We are not our own: let not our reason nor our will, therefore, sway our plans and deeds. We are not our own: let us therefore not set it as our goal to seek what is expedient for us according to the flesh. We are not our own: in so far as we can, let us therefore forget ourselves and all that is ours. Conversely, we are God's: let us therefore live for him and die for him. We are God's: let his wisdom and will therefore rule all our actions. We are God's: let all the parts of our life accordingly strive toward him as our only lawful goal...Let this therefore be the first step, that a man depart from himself in order that he may apply the whole force of his ability in the service of the Lord...From this also follows this second point: that we seek not the things that are ours but those which are of the Lord's will and will serve to advance his glory.
John Calvin - Institutes of The Christian Religion: 3.7.1-2
If we are not our own but God's, what Calvin notes that we are to do should be easy for us: Serve the Lord and advance His glory; but our wishes, wants and desires in the back seat. The fact that we struggle with this is an indication that the sinful self has not let go; pride and arrogance still struggle for dominance in a life which the heart and head knows belongs to God; but the flesh fights it still.

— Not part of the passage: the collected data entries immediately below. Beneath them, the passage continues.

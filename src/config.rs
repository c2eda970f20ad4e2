//! Runtime configuration.
//!
//! Settings come from three layers, later ones winning:
//!
//! 1. built-in defaults (`Config::default`)
//! 2. a TOML file, `mpcec.toml` in the working directory unless
//!    `MPCEC_CONFIG` points elsewhere
//! 3. `MPCEC_MODEL_PATH`, `MPCEC_DATASET_PATH`, `MPCEC_OUTPUT_DIR` and
//!    `MPCEC_LOG_LEVEL` environment variables (a `.env` file is honoured)
//!
//! A missing config file is not an error; a malformed one is.

use std::fs;
use std::path::{Path, PathBuf};

use serde::Deserialize;

use crate::logging::LogLevel;
use crate::model::{MAX_YEAR, MIN_YEAR};
use crate::projection::DEFAULT_HORIZON;

pub const DEFAULT_CONFIG_FILE: &str = "mpcec.toml";

/// Longest projection the tool will run (50 years of months).
pub const MAX_HORIZON: usize = 600;

// ---------------------------------------------------------------------------
// Config structures
// ---------------------------------------------------------------------------

#[derive(Debug, Clone, PartialEq, Default, Deserialize)]
#[serde(default)]
pub struct Config {
    pub paths: PathsConfig,
    pub forecast: ForecastConfig,
    pub logging: LoggingConfig,
}

#[derive(Debug, Clone, PartialEq, Deserialize)]
#[serde(default)]
pub struct PathsConfig {
    /// Oracle artifact (JSON linear model).
    pub model: PathBuf,
    /// Historical consumption CSV.
    pub dataset: PathBuf,
    /// Where charts and exports are written.
    pub output_dir: PathBuf,
}

#[derive(Debug, Clone, PartialEq, Deserialize)]
#[serde(default)]
pub struct ForecastConfig {
    pub horizon_months: usize,
    /// Date range offered to users. Requests outside it are rejected by the CLI.
    pub min_year: i32,
    pub max_year: i32,
}

#[derive(Debug, Clone, PartialEq, Deserialize)]
#[serde(default)]
pub struct LoggingConfig {
    pub level: String,
    pub file: Option<String>,
    pub timestamps: bool,
}

impl Default for PathsConfig {
    fn default() -> Self {
        PathsConfig {
            model: PathBuf::from("modelo.json"),
            dataset: PathBuf::from("novos_dados.csv"),
            output_dir: PathBuf::from("output"),
        }
    }
}

impl Default for ForecastConfig {
    fn default() -> Self {
        ForecastConfig {
            horizon_months: DEFAULT_HORIZON,
            min_year: MIN_YEAR,
            max_year: MAX_YEAR,
        }
    }
}

impl Default for LoggingConfig {
    fn default() -> Self {
        LoggingConfig {
            level: "info".to_string(),
            file: None,
            timestamps: false,
        }
    }
}

// ---------------------------------------------------------------------------
// Loading
// ---------------------------------------------------------------------------

impl Config {
    /// Parses a TOML document and validates it.
    pub fn from_toml(text: &str) -> Result<Self, ConfigError> {
        let config: Config = toml::from_str(text).map_err(|e| ConfigError::Parse(e.to_string()))?;
        config.validate()?;
        Ok(config)
    }

    /// Loads `path`, falling back to defaults if the file does not exist.
    pub fn load_or_default<P: AsRef<Path>>(path: P) -> Result<Self, ConfigError> {
        let path = path.as_ref();
        if !path.exists() {
            return Ok(Config::default());
        }
        let text = fs::read_to_string(path)
            .map_err(|e| ConfigError::Io(format!("{}: {}", path.display(), e)))?;
        Self::from_toml(&text)
    }

    /// Full startup sequence: `.env`, config file, environment overrides.
    pub fn from_env() -> Result<Self, ConfigError> {
        Self::resolve(None)
    }

    /// Like `from_env`, but an explicit path (e.g. from `--config`) takes
    /// precedence over `MPCEC_CONFIG`. An explicit path must exist.
    pub fn resolve(explicit: Option<&Path>) -> Result<Self, ConfigError> {
        dotenv::dotenv().ok();

        let path = match explicit {
            Some(p) if !p.exists() => {
                return Err(ConfigError::Io(format!("{}: file not found", p.display())));
            }
            Some(p) => p.to_path_buf(),
            None => std::env::var("MPCEC_CONFIG")
                .map(PathBuf::from)
                .unwrap_or_else(|_| PathBuf::from(DEFAULT_CONFIG_FILE)),
        };
        let mut config = Self::load_or_default(&path)?;
        config.apply_overrides(|key| std::env::var(key).ok());
        config.validate()?;
        Ok(config)
    }

    /// Applies `MPCEC_*` overrides read through `lookup`.
    ///
    /// Takes a lookup function instead of reading the process environment
    /// so tests stay independent of each other.
    pub fn apply_overrides<F>(&mut self, lookup: F)
    where
        F: Fn(&str) -> Option<String>,
    {
        if let Some(v) = lookup("MPCEC_MODEL_PATH") {
            self.paths.model = PathBuf::from(v);
        }
        if let Some(v) = lookup("MPCEC_DATASET_PATH") {
            self.paths.dataset = PathBuf::from(v);
        }
        if let Some(v) = lookup("MPCEC_OUTPUT_DIR") {
            self.paths.output_dir = PathBuf::from(v);
        }
        if let Some(v) = lookup("MPCEC_LOG_LEVEL") {
            self.logging.level = v;
        }
    }

    pub fn validate(&self) -> Result<(), ConfigError> {
        let horizon = self.forecast.horizon_months;
        if horizon == 0 || horizon > MAX_HORIZON {
            return Err(ConfigError::Invalid(format!(
                "forecast.horizon_months must be in 1..={}, got {}",
                MAX_HORIZON, horizon
            )));
        }
        if self.forecast.min_year > self.forecast.max_year {
            return Err(ConfigError::Invalid(format!(
                "forecast.min_year ({}) is after forecast.max_year ({})",
                self.forecast.min_year, self.forecast.max_year
            )));
        }
        self.log_level()?;
        Ok(())
    }

    pub fn log_level(&self) -> Result<LogLevel, ConfigError> {
        self.logging.level.parse().map_err(ConfigError::Invalid)
    }
}

// ---------------------------------------------------------------------------
// Errors
// ---------------------------------------------------------------------------

#[derive(Debug, Clone, PartialEq)]
pub enum ConfigError {
    Io(String),
    Parse(String),
    Invalid(String),
}

impl std::fmt::Display for ConfigError {
    fn fmt(&self, f: &mut std::fmt::Formatter<'_>) -> std::fmt::Result {
        match self {
            ConfigError::Io(msg) => write!(f, "cannot read config: {}", msg),
            ConfigError::Parse(msg) => write!(f, "cannot parse config: {}", msg),
            ConfigError::Invalid(msg) => write!(f, "invalid config: {}", msg),
        }
    }
}

impl std::error::Error for ConfigError {}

The fact is the flesh may never let fully go; the fact is the fight may continue until your last breath here on this earth. If that is true, just remember, we are not our own but His:
21They said to Him, "Caesar's." Then He said to them, "Then render to Caesar the things that are Caesar's; and to God the things that are God's."
Matthew 22:21 (NASB)
We need to keep that in mind. Be in the world, not of it. Seek the Lord not praise of others. Strive to put God first in your life, and He will put your life in the order it should be in.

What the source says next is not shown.